Dataset records below:
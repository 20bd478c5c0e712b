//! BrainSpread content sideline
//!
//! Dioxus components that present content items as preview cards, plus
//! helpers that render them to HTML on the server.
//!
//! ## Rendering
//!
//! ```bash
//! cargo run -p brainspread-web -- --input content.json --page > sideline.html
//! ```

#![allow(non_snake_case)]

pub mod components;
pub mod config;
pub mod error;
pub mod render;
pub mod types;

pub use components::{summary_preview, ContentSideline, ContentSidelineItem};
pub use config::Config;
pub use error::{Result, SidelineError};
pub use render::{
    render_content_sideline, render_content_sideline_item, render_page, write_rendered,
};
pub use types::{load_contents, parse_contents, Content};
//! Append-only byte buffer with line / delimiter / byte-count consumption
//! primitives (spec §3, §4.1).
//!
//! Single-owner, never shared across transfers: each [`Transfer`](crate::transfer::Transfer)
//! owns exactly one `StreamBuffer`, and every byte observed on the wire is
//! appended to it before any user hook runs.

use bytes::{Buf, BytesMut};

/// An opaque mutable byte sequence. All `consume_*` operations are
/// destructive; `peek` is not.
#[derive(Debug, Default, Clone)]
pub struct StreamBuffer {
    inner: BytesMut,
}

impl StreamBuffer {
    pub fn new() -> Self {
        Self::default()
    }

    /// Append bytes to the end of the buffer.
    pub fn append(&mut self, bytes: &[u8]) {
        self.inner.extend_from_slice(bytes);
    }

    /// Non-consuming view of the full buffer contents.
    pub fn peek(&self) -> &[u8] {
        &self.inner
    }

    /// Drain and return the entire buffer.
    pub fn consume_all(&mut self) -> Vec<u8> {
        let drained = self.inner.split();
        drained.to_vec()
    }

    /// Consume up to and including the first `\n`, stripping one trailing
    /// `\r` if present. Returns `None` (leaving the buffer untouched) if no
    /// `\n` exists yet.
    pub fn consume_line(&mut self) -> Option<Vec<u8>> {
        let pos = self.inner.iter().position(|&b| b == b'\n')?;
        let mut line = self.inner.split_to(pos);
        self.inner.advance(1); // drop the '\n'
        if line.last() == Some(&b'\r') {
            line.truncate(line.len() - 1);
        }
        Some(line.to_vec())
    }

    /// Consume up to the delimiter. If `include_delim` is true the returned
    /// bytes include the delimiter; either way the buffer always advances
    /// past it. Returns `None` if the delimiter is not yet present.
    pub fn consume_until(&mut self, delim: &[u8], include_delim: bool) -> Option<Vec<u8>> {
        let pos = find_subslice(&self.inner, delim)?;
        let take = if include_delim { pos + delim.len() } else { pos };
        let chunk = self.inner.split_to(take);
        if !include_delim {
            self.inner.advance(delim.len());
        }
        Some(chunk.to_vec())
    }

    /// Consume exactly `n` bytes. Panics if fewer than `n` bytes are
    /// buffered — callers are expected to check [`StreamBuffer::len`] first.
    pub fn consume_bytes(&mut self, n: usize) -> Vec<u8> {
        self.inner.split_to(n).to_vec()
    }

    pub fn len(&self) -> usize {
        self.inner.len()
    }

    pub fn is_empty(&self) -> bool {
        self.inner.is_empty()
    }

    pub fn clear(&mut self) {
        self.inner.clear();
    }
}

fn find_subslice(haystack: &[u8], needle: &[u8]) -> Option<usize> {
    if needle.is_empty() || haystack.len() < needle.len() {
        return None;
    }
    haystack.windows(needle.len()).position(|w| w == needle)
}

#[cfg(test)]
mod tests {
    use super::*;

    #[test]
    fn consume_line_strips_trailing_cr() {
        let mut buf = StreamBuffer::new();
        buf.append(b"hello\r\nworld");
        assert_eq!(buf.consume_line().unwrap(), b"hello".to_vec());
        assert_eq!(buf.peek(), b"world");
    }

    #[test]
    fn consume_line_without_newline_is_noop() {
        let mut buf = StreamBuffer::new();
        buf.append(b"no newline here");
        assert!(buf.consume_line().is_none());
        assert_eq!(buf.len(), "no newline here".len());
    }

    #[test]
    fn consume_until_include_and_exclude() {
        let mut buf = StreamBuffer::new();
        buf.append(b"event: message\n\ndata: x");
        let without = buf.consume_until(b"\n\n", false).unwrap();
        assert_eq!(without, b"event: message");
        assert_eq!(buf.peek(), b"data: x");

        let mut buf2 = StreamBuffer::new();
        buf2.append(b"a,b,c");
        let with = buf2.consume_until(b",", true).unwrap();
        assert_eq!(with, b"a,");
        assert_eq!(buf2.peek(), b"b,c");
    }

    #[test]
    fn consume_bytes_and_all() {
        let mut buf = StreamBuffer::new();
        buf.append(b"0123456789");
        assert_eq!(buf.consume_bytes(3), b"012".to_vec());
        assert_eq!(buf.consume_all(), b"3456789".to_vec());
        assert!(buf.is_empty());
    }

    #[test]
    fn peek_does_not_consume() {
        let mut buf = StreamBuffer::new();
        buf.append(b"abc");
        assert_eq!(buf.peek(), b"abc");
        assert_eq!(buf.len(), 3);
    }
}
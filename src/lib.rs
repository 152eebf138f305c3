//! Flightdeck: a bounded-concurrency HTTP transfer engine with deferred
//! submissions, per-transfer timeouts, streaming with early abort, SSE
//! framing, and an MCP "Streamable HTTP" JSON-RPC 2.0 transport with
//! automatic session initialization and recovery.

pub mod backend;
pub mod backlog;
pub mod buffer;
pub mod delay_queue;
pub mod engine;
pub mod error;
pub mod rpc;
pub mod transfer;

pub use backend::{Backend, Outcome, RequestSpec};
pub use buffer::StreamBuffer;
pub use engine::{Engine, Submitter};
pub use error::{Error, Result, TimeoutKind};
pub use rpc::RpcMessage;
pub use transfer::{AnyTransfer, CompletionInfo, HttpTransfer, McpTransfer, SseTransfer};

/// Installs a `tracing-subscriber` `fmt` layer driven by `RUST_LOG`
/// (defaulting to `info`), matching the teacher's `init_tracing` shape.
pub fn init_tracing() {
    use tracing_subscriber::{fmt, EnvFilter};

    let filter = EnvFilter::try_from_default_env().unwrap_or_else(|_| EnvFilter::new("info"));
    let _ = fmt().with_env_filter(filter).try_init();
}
End of Dataset records.
Scan the material for lines with the word "delimiter", and copy each line you find.

//! Append-only byte buffer with line / delimiter / byte-count consumption
    /// Consume up to the delimiter. If `include_delim` is true the returned
    /// bytes include the delimiter; either way the buffer always advances
    /// past it. Returns `None` if the delimiter is not yet present.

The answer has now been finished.